I was particularly interested to pick up this thriller, having just read the Inferno in the Everyman edition, where the swift-moving, plain but powerful translation is by C H Sisson. (Great Christmas reading...) I have also been working through the Inferno in the original, with a line-by-line crib. But, um, that's not been going too well.
Is Dante having a moment? Yes, but his seems to have lasted 700 years. More from my collection of Dante books anon.
My other Christmas book was a preview copy of Edward St Aubyn's latest novel, out in May, called At Last. (At last!). It is so rich and so dense, and his sentences are so brilliant and complex, that it demands another read.
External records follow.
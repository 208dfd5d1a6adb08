use crate::error::{Error, Result};
use crate::models::student::StudentHandle;
use crate::services::codeforces_service::CodeforcesService;
use crate::services::inactivity::is_inactive;
use crate::services::normalize::{
    attach_unsolved_counts, normalize_contests, normalize_submissions,
};
use crate::services::statistics::compute_statistics;
use chrono::Utc;
use sqlx::PgPool;
use std::collections::HashSet;
use std::sync::{Arc, Mutex};
use std::time::Duration;
use tokio::task::JoinSet;
use uuid::Uuid;

/// Pause between batches to spread load on the Codeforces API.
const BATCH_PAUSE: Duration = Duration::from_secs(5);

/// Number of batches a full sync will issue for `total` students.
pub fn batch_count(total: usize, batch_size: usize) -> usize {
    total.div_ceil(batch_size.max(1))
}

#[derive(Debug, Default, Clone, Copy, serde::Serialize)]
pub struct SyncOutcome {
    pub processed: i64,
    pub succeeded: i64,
    pub failed: i64,
}

/// Tracks students with a sync currently in flight so that a scheduled run
/// and a manual refresh for the same student reject each other instead of
/// racing on the record writes.
#[derive(Clone, Default)]
pub struct InFlightSet {
    inner: Arc<Mutex<HashSet<Uuid>>>,
}

impl InFlightSet {
    pub fn claim(&self, id: Uuid) -> Option<InFlightGuard> {
        let mut set = self.inner.lock().unwrap();
        if set.insert(id) {
            Some(InFlightGuard {
                set: self.inner.clone(),
                id,
            })
        } else {
            None
        }
    }
}

pub struct InFlightGuard {
    set: Arc<Mutex<HashSet<Uuid>>>,
    id: Uuid,
}

impl Drop for InFlightGuard {
    fn drop(&mut self) {
        self.set.lock().unwrap().remove(&self.id);
    }
}

#[derive(Clone)]
pub struct SyncService {
    pool: PgPool,
    codeforces: CodeforcesService,
    in_flight: InFlightSet,
}

impl SyncService {
    pub fn new(pool: PgPool, codeforces: CodeforcesService) -> Self {
        Self {
            pool,
            codeforces,
            in_flight: InFlightSet::default(),
        }
    }

    /// Sync every student in fixed-size batches. Within a batch all
    /// per-student syncs run concurrently and the batch waits for all of
    /// them; batches are strictly sequential with a fixed pause between
    /// them. One student failing never aborts the run.
    pub async fn sync_all(&self, batch_size: usize, threshold_days: i64) -> Result<SyncOutcome> {
        let students = sqlx::query_as::<_, StudentHandle>(
            "SELECT id, handle FROM students ORDER BY created_at ASC",
        )
        .fetch_all(&self.pool)
        .await?;

        let batch_size = batch_size.max(1);
        let batches = batch_count(students.len(), batch_size);
        tracing::info!(
            total = students.len(),
            batches,
            batch_size,
            "starting full Codeforces sync"
        );

        let mut outcome = SyncOutcome::default();
        for (index, chunk) in students.chunks(batch_size).enumerate() {
            if index > 0 {
                tokio::time::sleep(BATCH_PAUSE).await;
            }

            let mut tasks = JoinSet::new();
            for student in chunk.to_vec() {
                let service = self.clone();
                tasks.spawn(async move {
                    let result = service
                        .sync_student(student.id, &student.handle, threshold_days)
                        .await;
                    (student, result)
                });
            }

            while let Some(joined) = tasks.join_next().await {
                outcome.processed += 1;
                match joined {
                    Ok((_, Ok(()))) => outcome.succeeded += 1,
                    Ok((student, Err(e))) => {
                        outcome.failed += 1;
                        tracing::warn!(handle = %student.handle, error = %e, "student sync failed");
                    }
                    Err(e) => {
                        outcome.failed += 1;
                        tracing::error!(error = %e, "student sync task panicked");
                    }
                }
            }
            tracing::debug!(batch = index + 1, batches, "sync batch complete");
        }

        tracing::info!(
            processed = outcome.processed,
            succeeded = outcome.succeeded,
            failed = outcome.failed,
            "full Codeforces sync complete"
        );
        Ok(outcome)
    }

    /// Fetch, normalize, aggregate and persist one student's Codeforces
    /// data, then refresh the student row's rating snapshot and inactivity
    /// flag.
    pub async fn sync_student(
        &self,
        student_id: Uuid,
        handle: &str,
        threshold_days: i64,
    ) -> Result<()> {
        let _guard = self.in_flight.claim(student_id).ok_or_else(|| {
            Error::Conflict(format!("sync already in progress for student {}", student_id))
        })?;

        let (info, raw_submissions, raw_contests) = tokio::try_join!(
            self.codeforces.fetch_user_info(handle),
            self.codeforces.fetch_submissions(handle),
            self.codeforces.fetch_rating_history(handle),
        )?;

        let Some(info) = info else {
            return Err(Error::HandleNotFound(format!(
                "handle '{}' does not exist on Codeforces",
                handle
            )));
        };

        let submissions = normalize_submissions(raw_submissions);
        let mut contests = normalize_contests(raw_contests);
        attach_unsolved_counts(&mut contests, &submissions);

        let now = Utc::now();
        let statistics = compute_statistics(&submissions, now);
        let last_submission_at = submissions.iter().map(|s| s.submitted_at).max();

        sqlx::query(
            r#"
            INSERT INTO codeforces_records
                (student_id, contests, submissions, statistics, last_submission_at, synced_at)
            VALUES ($1, $2, $3, $4, $5, $6)
            ON CONFLICT (student_id) DO UPDATE SET
                contests = EXCLUDED.contests,
                submissions = EXCLUDED.submissions,
                statistics = EXCLUDED.statistics,
                last_submission_at = EXCLUDED.last_submission_at,
                synced_at = EXCLUDED.synced_at
            "#,
        )
        .bind(student_id)
        .bind(serde_json::to_value(&contests)?)
        .bind(serde_json::to_value(&submissions)?)
        .bind(serde_json::to_value(&statistics)?)
        .bind(last_submission_at)
        .bind(now)
        .execute(&self.pool)
        .await?;

        let inactive = is_inactive(last_submission_at, threshold_days, now);
        sqlx::query(
            r#"
            UPDATE students
            SET current_rating = $2,
                max_rating = $3,
                last_synced_at = $4,
                inactive_since = CASE
                    WHEN $5 AND NOT is_inactive THEN $4
                    WHEN NOT $5 THEN NULL
                    ELSE inactive_since
                END,
                is_inactive = $5,
                updated_at = NOW()
            WHERE id = $1
            "#,
        )
        .bind(student_id)
        .bind(info.rating)
        .bind(info.max_rating)
        .bind(now)
        .bind(inactive)
        .execute(&self.pool)
        .await?;

        tracing::debug!(handle, solved = statistics.total_solved, inactive, "student synced");
        Ok(())
    }
}

#[cfg(test)]
mod tests {
    use super::*;

    #[test]
    fn batch_count_is_ceil_of_total_over_size() {
        assert_eq!(batch_count(0, 50), 0);
        assert_eq!(batch_count(1, 50), 1);
        assert_eq!(batch_count(50, 50), 1);
        assert_eq!(batch_count(51, 50), 2);
        assert_eq!(batch_count(250, 50), 5);
        assert_eq!(batch_count(251, 50), 6);
    }

    #[test]
    fn batch_count_survives_zero_batch_size() {
        assert_eq!(batch_count(10, 0), 10);
    }

    #[test]
    fn in_flight_claims_are_exclusive_until_dropped() {
        let set = InFlightSet::default();
        let id = Uuid::new_v4();

        let guard = set.claim(id);
        assert!(guard.is_some());
        assert!(set.claim(id).is_none());

        drop(guard);
        assert!(set.claim(id).is_some());
    }

    #[test]
    fn distinct_students_claim_independently() {
        let set = InFlightSet::default();
        let _first = set.claim(Uuid::new_v4()).unwrap();
        assert!(set.claim(Uuid::new_v4()).is_some());
    }
}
What I can say is that it is no disappointment after the other books in the Melrose family series: Never Mind, Bad News, Some Help and Mother's Milk. (Isn't he great on titles?) I was once asked who would be read in 100 years' time. I had no hesitation in replying: 'Edward St Aubyn.'

The Kingdom of Light by Giulio Leoni is published by Vintage at 7.99

1 comment:

  1. I agree with you on At Last, and on St Aubyn's titles. One of my regrets is that the publication of the first three Melrose books as a one-volume trilogy, reduces those wonderful titles to the status of mere chapter headings.

    Mother's Milk was, apparently, the loser in one of those regular 3-2 final voting decisions by the Booker judges. I would love to say that At Last stands a better chance, but the makeup of this year's judging panel - particularly the chair - suggests that something more thrillerish might be in with a better chance.